There was a big development on the Andrej Sekera front on Monday. He was assigned to Bakersfield for a conditioning stint. As Ryan Rishaug (@TSNRyanRishaug) tweeted out a few days ago, a player coming off of LTIR can agree to a conditioning stint in the AHL for a maximum of either 3 games or 6 days to determine if that player is fit to play according to section 13.9 of the CBA. The Oilers can apply to have the stint lengthened by another 2 games if they need to, but that would be a rare and unlikely circumstance. The Oilers would not pull the trigger on Sekera’s conditioning stint if they did not believe that he is close to returning.

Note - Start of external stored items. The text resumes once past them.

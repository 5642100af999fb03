//! Tracing setup for drivers and tests that host the pass.
//!
//! The pass itself only emits `tracing` events, prefixed with `[interop]`.
//! A host opts into seeing them with environment variables:
//!
//! ```bash
//! # Indented tree of library traversals
//! JSIL_LOG=debug JSIL_LOG_FORMAT=tree cargo test -p jsil-lowering
//!
//! # One JSON object per event
//! JSIL_LOG=jsil_lowering=trace JSIL_LOG_FORMAT=json <driver>
//! ```
//!
//! `JSIL_LOG` takes precedence over `RUST_LOG`. Output goes to stderr.

use tracing_subscriber::prelude::*;
use tracing_subscriber::{EnvFilter, Registry, fmt};

const LOG_ENV: &str = "JSIL_LOG";
const LOG_FORMAT_ENV: &str = "JSIL_LOG_FORMAT";

/// Tracing output format.
#[derive(Debug, Clone, Copy, PartialEq, Eq, Default)]
pub enum LogFormat {
    /// Flat `tracing-subscriber` lines.
    #[default]
    Text,
    /// Hierarchical output via `tracing-tree`.
    Tree,
    /// Newline-delimited JSON.
    Json,
}

impl LogFormat {
    /// Parse a format name. Unknown names fall back to [`LogFormat::Text`].
    pub fn parse(value: &str) -> Self {
        match value.trim().to_ascii_lowercase().as_str() {
            "tree" => Self::Tree,
            "json" => Self::Json,
            _ => Self::Text,
        }
    }

    fn from_env() -> Self {
        std::env::var(LOG_FORMAT_ENV)
            .map(|value| Self::parse(&value))
            .unwrap_or_default()
    }
}

/// Filter directives from `JSIL_LOG`, falling back to `RUST_LOG`, or `None`
/// when neither is set.
fn filter_from_env() -> Option<EnvFilter> {
    match std::env::var(LOG_ENV) {
        Ok(directives) => Some(EnvFilter::builder().parse_lossy(directives)),
        Err(_) if std::env::var("RUST_LOG").is_ok() => Some(EnvFilter::from_default_env()),
        Err(_) => None,
    }
}

/// Install a global subscriber when logging was requested.
///
/// Returns `false` when no log variable is set or a subscriber is already
/// installed, so the call is safe from every test binary.
pub fn init_tracing() -> bool {
    let Some(filter) = filter_from_env() else {
        return false;
    };

    match LogFormat::from_env() {
        LogFormat::Tree => {
            let tree_layer = tracing_tree::HierarchicalLayer::default()
                .with_indent_amount(2)
                .with_indent_lines(true)
                .with_targets(true);
            Registry::default()
                .with(filter)
                .with(tree_layer)
                .try_init()
                .is_ok()
        }
        LogFormat::Json => {
            let json_layer = fmt::layer().json().with_writer(std::io::stderr);
            Registry::default()
                .with(filter)
                .with(json_layer)
                .try_init()
                .is_ok()
        }
        LogFormat::Text => tracing_subscriber::fmt()
            .with_env_filter(filter)
            .with_writer(std::io::stderr)
            .try_init()
            .is_ok(),
    }
}

#[cfg(test)]
#[path = "tests/tracing_config_tests.rs"]
mod tests;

https://www.youtube.com/watch?v=iI5tsBNaQbY
Sekera will remain on the LTIR for the duration of his conditioning stint. Once he is deemed to be fit to play, the Oilers must activate him. February 10 will mark the end of his conditioning stint. The Bakersfield Condors will play two games between now and then (Feb 8 and Feb 9). Sekera will play in those two games. His 6 days will end before he will get the chance to play a third game. That would mean that his Oilers season debut could happen as early as February 13 against the Penguins.
CapFriendly (@CapFriendly) tweeted that the Oilers will need to shed $1,230,834 in salary cap hits in order to activate Sekera. That aligns with the “Today’s Cap Hit” number that is posted on the Oilers page on CapFriendly’s site, which is $80.7 million. However, as I noted in Part 1 of my All-Star Break Trade Preview, that number is merely a sum of every player’s Total Cap Hit for the entire season. Those numbers from CapFriendly are accurate, but that $80.7 million number is not the actual cap hit that the Oilers are working with at the moment.